Reports took on a routine of their own by the late 1930s. Funds were invested for safe keeping, committees insisted on value for goods received, and stability seemed certain. Then, the department suffered its first fatality. Charles E. Marsha died while battling a blaze inside a building in Charlton on Christmas Day 1939. His widow received a $1,000 settlement. This brought an awareness that improved coverage was necessary, and changes followed.
The association voted to buy $10,000 in war bonds at the first meeting after Japan attacked the U.S. Naval Station at Pearl Harbor, Hawaii, Dec. 7, 1941, plunging the United States into World War II. The membership decided also to present $50 in cash to "all members entering the U.S. service." Arthur Lizzotte, now of Oxford, joined the Army in March 1942. He was the first Webster fireman to leave for duty. Alfred Bernier followed about a week later.
War bonds were purchased on a regular basis throughout the war, and donations to the Red Cross, the Salvation Army and the Webster-Dudley War Chest were made regularly.

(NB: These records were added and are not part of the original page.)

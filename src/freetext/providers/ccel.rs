//! Christian Classics Ethereal Library site search.
//!
//! Search results are Bootstrap cards: the work title sits in
//! `h5.card-title > span` and the work itself is linked as
//! `https://ccel.org/ccel/{author}/{work}/...`.

use std::sync::{Arc, LazyLock};

use async_trait::async_trait;
use regex::Regex;
use scraper::{Html, Selector};

use super::{Candidate, resolve, search_terms, url_with_params};
use crate::freetext::domain::{LookupQuery, LookupResult, ProviderError};
use crate::freetext::traits::{FreeTextProvider, HttpTransport};

const PROVIDER_NAME: &str = "Christian Classics Ethereal Library";
const PRIORITY: i32 = 35;
const EXPECTED_DOMAINS: &[&str] = &["ccel.org"];
const SEARCH_URL: &str = "https://www.ccel.org/search";

static CARD: LazyLock<Selector> =
    LazyLock::new(|| Selector::parse("div.card.mx-auto").expect("valid selector"));
static CARD_TITLE: LazyLock<Selector> =
    LazyLock::new(|| Selector::parse("h5.card-title > span").expect("valid selector"));
static LINK: LazyLock<Selector> =
    LazyLock::new(|| Selector::parse("a[href]").expect("valid selector"));

static WORK_URL_RE: LazyLock<Regex> = LazyLock::new(|| {
    Regex::new(r"(?i)^https?://(?:www\.)?ccel\.org/ccel/[^/]+/[^/]+/\S+").expect("valid regex")
});

pub struct CcelProvider {
    transport: Arc<dyn HttpTransport>,
}

impl CcelProvider {
    pub fn new(transport: Arc<dyn HttpTransport>) -> Self {
        Self { transport }
    }
}

/// One candidate per result card that has both a title and a work link.
fn parse_cards(html: &str) -> Vec<Candidate> {
    let document = Html::parse_document(html);

    document
        .select(&CARD)
        .filter_map(|card| {
            let title = card
                .select(&CARD_TITLE)
                .next()?
                .text()
                .collect::<String>()
                .trim()
                .to_string();
            if title.is_empty() {
                return None;
            }

            let url = card
                .select(&LINK)
                .filter_map(|a| a.value().attr("href"))
                .find(|href| WORK_URL_RE.is_match(href))?;

            Some(Candidate::new(title, Vec::new(), url))
        })
        .collect()
}

#[async_trait]
impl FreeTextProvider for CcelProvider {
    fn name(&self) -> &str {
        PROVIDER_NAME
    }

    fn priority(&self) -> i32 {
        PRIORITY
    }

    fn expected_domains(&self) -> &[&str] {
        EXPECTED_DOMAINS
    }

    async fn search(&self, query: &LookupQuery) -> Result<LookupResult, ProviderError> {
        let terms = search_terms(query);
        let url = url_with_params(SEARCH_URL, &[("qu", terms.as_str())])?;
        tracing::debug!("{}: GET {}", PROVIDER_NAME, url);

        let html = self.transport.get_text(&url).await?;
        Ok(resolve(PROVIDER_NAME, parse_cards(&html), query))
    }
}
//! CLI command definitions and dispatch.
//!
//! Each subcommand is implemented in its own submodule:
//! - `lookup`: catalog lookups and ad-hoc searches
//! - `catalog`: adding books to the catalog
//! - `info`: provider chain, cache statistics and config bootstrap

mod catalog;
mod info;
mod lookup;

use clap::{Parser, Subcommand};
use std::path::{Path, PathBuf};
use tokio::runtime::Runtime;

use crate::config::{self, Config};

pub use catalog::cmd_add_book;
pub use info::{cmd_cache_stats, cmd_init_config, cmd_providers};
pub use lookup::{cmd_lookup, cmd_search};

/// Freetext Finder CLI
#[derive(Parser)]
#[command(author, version, about, long_about = None)]
pub struct Cli {
    /// Config file (default: <config dir>/freetext-finder/config.toml)
    #[arg(long, global = true, env = "FREETEXT_FINDER_CONFIG")]
    pub config: Option<PathBuf>,

    /// Catalog database (overrides the configured path)
    #[arg(long, global = true)]
    pub db: Option<PathBuf>,

    #[command(subcommand)]
    pub command: Commands,
}

/// Available subcommands
#[derive(Subcommand)]
pub enum Commands {
    /// Find free editions for catalogued books and record them
    Lookup {
        /// Book IDs to look up
        #[arg(required_unless_present = "all")]
        ids: Vec<i64>,
        /// Look up every book in the catalog
        #[arg(long, conflicts_with = "ids")]
        all: bool,
        /// Print outcomes as JSON
        #[arg(long)]
        json: bool,
    },
    /// Search for a title without touching the catalog
    Search {
        /// Book title
        #[arg(short, long)]
        title: String,
        /// Author name
        #[arg(short, long)]
        author: Option<String>,
        /// Print the outcome as JSON
        #[arg(long)]
        json: bool,
    },
    /// List providers in the order they are searched
    Providers {
        /// Print as JSON
        #[arg(long)]
        json: bool,
    },
    /// Show what the curated cache contains
    CacheStats,
    /// Add a book to the catalog
    AddBook {
        /// Book title
        #[arg(short, long)]
        title: String,
        /// Author name
        #[arg(short, long)]
        author: Option<String>,
    },
    /// Write a config file with default settings
    InitConfig {
        /// Overwrite an existing file
        #[arg(long)]
        force: bool,
    },
}

/// Run the specified CLI command.
pub fn run_command(cli: &Cli) -> anyhow::Result<()> {
    if let Commands::InitConfig { force } = &cli.command {
        return cmd_init_config(cli.config.as_deref(), *force);
    }

    let config = config::load(cli.config.as_deref());
    let db_path = catalog_path(cli, &config);
    let rt = Runtime::new()?;

    match &cli.command {
        Commands::Lookup { ids, all, json } => cmd_lookup(&rt, &config, &db_path, ids, *all, *json),
        Commands::Search {
            title,
            author,
            json,
        } => cmd_search(&rt, &config, title, author.as_deref(), *json),
        Commands::Providers { json } => cmd_providers(&config, *json),
        Commands::CacheStats => cmd_cache_stats(&config),
        Commands::AddBook { title, author } => {
            cmd_add_book(&rt, &db_path, title, author.as_deref())
        }
        Commands::InitConfig { .. } => Ok(()),
    }
}

// ============================================================================
// Shared helper functions
// ============================================================================

/// `--db` wins over the configured catalog path.
fn catalog_path(cli: &Cli, config: &Config) -> PathBuf {
    cli.db
        .clone()
        .unwrap_or_else(|| config.database.path.clone())
}

/// Open (and migrate) the catalog database.
pub(crate) async fn open_catalog(path: &Path) -> anyhow::Result<sqlx::SqlitePool> {
    let url = crate::db::db_url(Some(path));
    crate::db::init_db(&url)
        .await
        .map_err(|e| anyhow::anyhow!("Failed to open catalog {}: {}", path.display(), e))
}

#[cfg(test)]
mod tests {
    use super::*;

    #[test]
    fn test_parse_lookup_ids() {
        let cli = Cli::try_parse_from(["freetext-finder", "lookup", "3", "5", "--json"]).unwrap();
        match cli.command {
            Commands::Lookup { ids, all, json } => {
                assert_eq!(ids, vec![3, 5]);
                assert!(!all);
                assert!(json);
            }
            _ => panic!("expected lookup"),
        }
    }

    #[test]
    fn test_lookup_requires_ids_or_all() {
        assert!(Cli::try_parse_from(["freetext-finder", "lookup"]).is_err());
        assert!(Cli::try_parse_from(["freetext-finder", "lookup", "--all"]).is_ok());
        assert!(Cli::try_parse_from(["freetext-finder", "lookup", "1", "--all"]).is_err());
    }

    #[test]
    fn test_db_flag_overrides_config() {
        let cli = Cli::try_parse_from([
            "freetext-finder",
            "search",
            "--title",
            "Orthodoxy",
            "--db",
            "/tmp/other.db",
        ])
        .unwrap();

        let path = catalog_path(&cli, &Config::default());
        assert_eq!(path, PathBuf::from("/tmp/other.db"));

        let cli = Cli::try_parse_from(["freetext-finder", "cache-stats"]).unwrap();
        assert_eq!(
            catalog_path(&cli, &Config::default()),
            PathBuf::from("library.db")
        );
    }
}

The war chest was a local appeal that sent a $5 check, a carton of cigarettes (before smoking was treated as an addiction), and a card every Christmas to every person from Webster-Dudley serving in the military.
A dispute between the 1949 Board of Fire Engineers and the Board of Selectmen, with both claiming the right to name the fire chief, brought political fallout of the first order. While displeasure must have penetrated into the ranks, and especially when several engineers were replaced, the Firemens Relief Association remained above the fray, judging from minutes from that period.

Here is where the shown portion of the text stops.